* **Exercise materials**:
..............................
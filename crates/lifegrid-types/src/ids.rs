//! Type-safe identifier wrappers around [`Uuid`].
//!
//! Boards are addressed by an opaque identifier assigned at creation time.
//! IDs use UUID v7 (time-ordered) so that listing boards in identifier
//! order also lists them roughly in creation order.

use serde::{Deserialize, Serialize};
use ts_rs::TS;
use uuid::Uuid;

/// Generates a newtype wrapper around [`Uuid`] with standard derives.
macro_rules! define_id {
    (
        $(#[$meta:meta])*
        $name:ident
    ) => {
        $(#[$meta])*
        #[derive(Debug, Clone, Copy, PartialEq, Eq, PartialOrd, Ord, Hash, Serialize, Deserialize, TS)]
        #[ts(export, export_to = "bindings/")]
        pub struct $name(pub Uuid);

        impl $name {
            /// Create a new identifier using UUID v7 (time-ordered).
            pub fn new() -> Self {
                Self(Uuid::now_v7())
            }

            /// Return the inner [`Uuid`] value.
            pub const fn into_inner(self) -> Uuid {
                self.0
            }
        }

        impl Default for $name {
            fn default() -> Self {
                Self::new()
            }
        }

        impl core::fmt::Display for $name {
            fn fmt(&self, f: &mut core::fmt::Formatter<'_>) -> core::fmt::Result {
                write!(f, "{}", self.0)
            }
        }

        impl core::str::FromStr for $name {
            type Err = uuid::Error;

            fn from_str(s: &str) -> Result<Self, Self::Err> {
                s.parse::<Uuid>().map(Self)
            }
        }

        impl From<Uuid> for $name {
            fn from(id: Uuid) -> Self {
                Self(id)
            }
        }

        impl From<$name> for Uuid {
            fn from(id: $name) -> Self {
                id.0
            }
        }
    };
}

define_id! {
    /// Unique identifier for a stored board.
    BoardId
}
..............................
* **To do**:
A verbatim output of all the data above is needed.

* **Result of the task**:
filename crates/lifegrid-types/src/ids.rs
//! Type-safe identifier wrappers around [`Uuid`].
//!
//! Boards are addressed by an opaque identifier assigned at creation time.
//! IDs use UUID v7 (time-ordered) so that listing boards in identifier
//! order also lists them roughly in creation order.

use serde::{Deserialize, Serialize};
use ts_rs::TS;
use uuid::Uuid;

/// Generates a newtype wrapper around [`Uuid`] with standard derives.
macro_rules! define_id {
    (
        $(#[$meta:meta])*
        $name:ident
    ) => {
        $(#[$meta])*
        #[derive(Debug, Clone, Copy, PartialEq, Eq, PartialOrd, Ord, Hash, Serialize, Deserialize, TS)]
        #[ts(export, export_to = "bindings/")]
        pub struct $name(pub Uuid);

        impl $name {
            /// Create a new identifier using UUID v7 (time-ordered).
            pub fn new() -> Self {
                Self(Uuid::now_v7())
            }

            /// Return the inner [`Uuid`] value.
            pub const fn into_inner(self) -> Uuid {
                self.0
            }
        }

        impl Default for $name {
            fn default() -> Self {
                Self::new()
            }
        }

        impl core::fmt::Display for $name {
            fn fmt(&self, f: &mut core::fmt::Formatter<'_>) -> core::fmt::Result {
                write!(f, "{}", self.0)
            }
        }

        impl core::str::FromStr for $name {
            type Err = uuid::Error;

            fn from_str(s: &str) -> Result<Self, Self::Err> {
                s.parse::<Uuid>().map(Self)
            }
        }

        impl From<Uuid> for $name {
            fn from(id: Uuid) -> Self {
                Self(id)
            }
        }

        impl From<$name> for Uuid {
            fn from(id: $name) -> Self {
                id.0
            }
        }
    };
}

define_id! {
    /// Unique identifier for a stored board.
    BoardId
}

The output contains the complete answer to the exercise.